En ese monumento al dolor que es la elegía a Ramón Sitjé, el amigo de Miguel Hernández ocupa y estercola la tierra, que es lo que con menos lirismo encima hace en cualquier Belén español el caganer, esa figura que, además de aclarar lo inoportuno que es siempre el apretón, encaja en el Nacimiento porque, al oficiar de contrapunto de la lavandera, evidencia que con la heterogeneidad del hombre construye Dios la armonía del mundo.
El personaje tiene hueco incluso en belenes de aficionados merengues que se huelen que el caganer es del Barça. Esto es así porque en el catolicismo la nacionalidad nunca cursa en contra de nadie. Nada que ver con la decisión del Ayuntamiento de Tarragona de prohibir que en los tenderetes de las tiendas de recuerdos luzcan la muñeca con traje de gitana y el toro con traje de Osborne. Si es por motivos estéticos, lo entiendo, porque mi abuela materna tenía a los dos encima de la tele Elbe, sobre un tapete de croché, y me da a mí que las pesadillas en UHF que hube de tener por aquella época son el origen de esta cabeza que tengo.
La causa de la prohibición, empero, no es el buen gusto, sino el nacionalismo, esa epidemia con efectos inmunodepresores en el sentido común de una parte de la clase política catalana, que otorga al pellizco de monja rango de cardenal. La medida es una patada al aire, salvo que decida también retirar de las vitrinas de los mercados de abastos el queso de Burgos y declare alimento non grato en los ultramarinos de barrio al chorizo de Cantimpalos.

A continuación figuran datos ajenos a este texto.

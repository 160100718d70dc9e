use crate::allocator::TempIdAllocator;
use crate::collection::Collection;
use crate::config::EngineConfig;
use crate::controller::{release, release_discarded};
use crate::entity::Entity;
use crate::identity::{Identity, ServerId};
use crate::planner::CommitPlanner;
use crate::row::RemovalOutcome;
use crate::runtime::{execute, CommitOutcome, RemoteCollection};
use crate::selection::SelectionCoordinator;
use crate::util::errors::Result;
use crate::validation::ValidationResult;
use tracing::{debug, info, warn};
use uuid::Uuid;

/// Edit/commit cycle for a single collection without a detail side.
pub struct EditSession<E, R> {
    id: Uuid,
    collection: Collection<E>,
    allocator: TempIdAllocator,
    planner: CommitPlanner,
    config: EngineConfig,
    remote: R,
    scope: Option<ServerId>,
}

impl<E, R> EditSession<E, R>
where
    E: Entity,
    R: RemoteCollection<E>,
{
    pub fn new(name: impl Into<String>, remote: R, config: EngineConfig) -> Self {
        Self {
            id: Uuid::new_v4(),
            collection: Collection::new(name),
            allocator: TempIdAllocator::new(),
            planner: CommitPlanner::new(&config),
            config,
            remote,
            scope: None,
        }
    }

    /// Restricts `load` and post-commit refetches to rows of one master.
    pub fn scoped_to(mut self, scope: ServerId) -> Self {
        self.scope = Some(scope);
        self
    }

    pub fn id(&self) -> Uuid {
        self.id
    }

    pub fn collection(&self) -> &Collection<E> {
        &self.collection
    }

    pub fn selection_mut(&mut self) -> &mut SelectionCoordinator {
        self.collection.selection_mut()
    }

    pub fn allocator(&self) -> &TempIdAllocator {
        &self.allocator
    }

    pub fn remote(&self) -> &R {
        &self.remote
    }

    pub fn has_pending_changes(&self) -> bool {
        self.collection.is_dirty()
    }

    pub async fn load(&mut self) -> Result<()> {
        let rows = self.remote.list(self.scope.as_ref()).await?;
        self.collection.replace_all(rows);
        self.allocator.retire_all();
        info!(session = %self.id, collection = %self.collection.name(), rows = self.collection.len(), "loaded");
        Ok(())
    }

    pub fn add_row(&mut self, group_key: Option<E::GroupKey>, defaults: E) -> Identity {
        self.collection.add_row(&mut self.allocator, group_key, defaults).identity().clone()
    }

    pub fn edit(&mut self, identity: &Identity, payload: E) -> Result<()> {
        self.collection.edit_row(identity, payload).map(|_| ())
    }

    pub fn update(&mut self, identity: &Identity, change: impl FnOnce(&mut E)) -> Result<()> {
        self.collection.update_row(identity, change).map(|_| ())
    }

    pub fn set_representative(&mut self, identity: &Identity) -> Result<()> {
        self.collection.set_representative(identity)
    }

    pub fn remove(&mut self, identities: impl IntoIterator<Item = Identity>) -> Vec<Result<RemovalOutcome>> {
        let outcomes = self.collection.remove_rows(identities);
        release_discarded(&mut self.allocator, &outcomes);
        outcomes
    }

    pub fn remove_selected(&mut self) -> Vec<Result<RemovalOutcome>> {
        let outcomes = self.collection.remove_selected();
        release_discarded(&mut self.allocator, &outcomes);
        outcomes
    }

    pub fn validate(&self) -> ValidationResult {
        self.collection.validate(self.planner.validator())
    }

    /// Validates, plans and executes every pending change.
    ///
    /// A fully successful commit reloads the working set from the remote.
    /// Otherwise the outcome is folded into the rows that are already there:
    /// committed rows turn clean, failed rows keep their status and error.
    pub async fn commit(&mut self) -> Result<CommitOutcome> {
        let batch = self.planner.plan(&self.collection)?;
        if batch.is_empty() {
            debug!(session = %self.id, "nothing to commit");
            return Ok(CommitOutcome::new(self.collection.name()));
        }
        info!(session = %self.id, collection = %self.collection.name(), ops = batch.len(), "committing");

        let outcome = execute(batch, &self.remote, &mut self.allocator, &self.config).await?;
        self.collection.apply_outcome(&outcome);

        if outcome.is_success() {
            self.allocator.retire_all();
            match self.remote.list(self.scope.as_ref()).await {
                Ok(rows) => self.collection.replace_all(rows),
                Err(error) => {
                    warn!(session = %self.id, %error, "refetch after commit failed, keeping reconciled rows");
                    self.collection.selection_mut().clear();
                }
            }
        } else {
            self.allocator.retire_resolved();
            warn!(
                session = %self.id,
                failed = outcome.rows.len() - outcome.committed_count(),
                "commit finished with failures"
            );
        }
        Ok(outcome)
    }

    /// Drops every local change with no network effect.
    pub fn cancel(&mut self) {
        let discarded = self.collection.discard_changes();
        release(&mut self.allocator, discarded);
        debug!(session = %self.id, "edits cancelled");
    }
}

#[cfg(test)]
mod tests {
    use super::*;
    use crate::row::RowStatus;
    use crate::testing::InMemoryRemote;
    use crate::tests::fixtures::Item;
    use crate::util::errors::StagingError;

    async fn session_with(rows: Vec<(&str, Item)>) -> EditSession<Item, InMemoryRemote<Item>> {
        let remote = InMemoryRemote::<Item>::new("S");
        remote.seed(rows.into_iter().map(|(id, item)| (ServerId::new(id), item)).collect());
        let mut session = EditSession::new("items", remote, EngineConfig::default());
        session.load().await.unwrap();
        session
    }

    #[tokio::test]
    async fn successful_commit_reloads_clean_rows() {
        let mut session = session_with(vec![("S0", Item::new("G1", "A", true, 1))]).await;
        session.add_row(Some("G2".into()), Item::new("", "B", true, 0));

        let outcome = session.commit().await.unwrap();
        assert!(outcome.is_success());
        assert_eq!(session.collection().len(), 2);
        assert!(session.collection().rows().iter().all(|row| row.status() == RowStatus::Clean));
        assert_eq!(session.allocator().pending_count(), 0);
    }

    #[tokio::test]
    async fn failed_refetch_keeps_reconciled_rows() {
        let remote = InMemoryRemote::<Item>::new("S").failing_list();
        let mut session = EditSession::new("items", remote, EngineConfig::default());
        let temp = session.add_row(Some("G1".into()), Item::new("", "A", true, 0));

        let outcome = session.commit().await.unwrap();
        assert!(outcome.is_success());
        assert!(session.collection().get(&temp).is_none());
        let row = session.collection().get(&Identity::Server(ServerId::new("S1"))).unwrap();
        assert_eq!(row.status(), RowStatus::Clean);
    }

    #[tokio::test]
    async fn invalid_rows_never_reach_the_remote() {
        let mut session = session_with(vec![("S0", Item::new("G1", "A", true, 1))]).await;
        session.add_row(Some("G1".into()), Item::new("", "B", true, 0));
        session.remote().clear_calls();

        let err = session.commit().await.unwrap_err();
        assert!(matches!(err, StagingError::Validation(_)));
        assert!(session.remote().calls().is_empty());
    }

    #[tokio::test]
    async fn cancel_restores_the_loaded_state() {
        let mut session = session_with(vec![("S0", Item::new("G1", "A", true, 1))]).await;
        let s0 = Identity::Server(ServerId::new("S0"));
        session.update(&s0, |item| item.name = "changed".into()).unwrap();
        session.add_row(Some("G2".into()), Item::new("", "B", true, 0));

        session.cancel();
        assert!(!session.has_pending_changes());
        assert_eq!(session.collection().len(), 1);
        assert_eq!(session.allocator().pending_count(), 0);
        assert_eq!(session.collection().get(&s0).unwrap().payload().name, "A name");
    }

    #[tokio::test]
    async fn failed_update_keeps_its_status_and_error() {
        let remote = InMemoryRemote::<Item>::new("S").fail_update_of("S0");
        remote.seed(vec![(ServerId::new("S0"), Item::new("G1", "A", true, 1))]);
        let mut session = EditSession::new("items", remote, EngineConfig::default());
        session.load().await.unwrap();
        let s0 = Identity::Server(ServerId::new("S0"));
        session.update(&s0, |item| item.name = "changed".into()).unwrap();

        let outcome = session.commit().await.unwrap();
        assert!(!outcome.is_success());
        let row = session.collection().get(&s0).unwrap();
        assert_eq!(row.status(), RowStatus::Updated);
        assert!(row.error().unwrap().contains("conflict"));
    }

    #[tokio::test]
    async fn removing_a_selected_new_row_releases_its_temp_id() {
        let mut session = session_with(vec![("S0", Item::new("G1", "A", true, 1))]).await;
        let temp = session.add_row(Some("G1".into()), Item::new("", "B", false, 0));
        assert_eq!(session.allocator().pending_count(), 1);

        session.selection_mut().select([temp.clone()]);
        let outcomes = session.remove_selected();
        assert!(matches!(outcomes.as_slice(), [Ok(RemovalOutcome::LocalDiscard(_))]));
        assert!(session.collection().get(&temp).is_none());
        assert_eq!(session.allocator().pending_count(), 0);
    }
}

Por no hablar de que resulta incoherente el llamamiento del consistorio a los comerciantes para que sustituyan una tradición por otra, la española por la catalana, sin tener en cuenta que en un determinado caso tienen ambas como raíz la dehesa. Suprimir el torito bravo por un novillo de correbous no tiene sentido. A no ser que los munícipes tarraconenses arguyan que a éste, como lleva los cuernos prendidos, lo utilizan para reducir la tarifa eléctrica del alumbrado público porque aprovechan el resplandor del astado para quitar los plomos. Que no me extrañaría.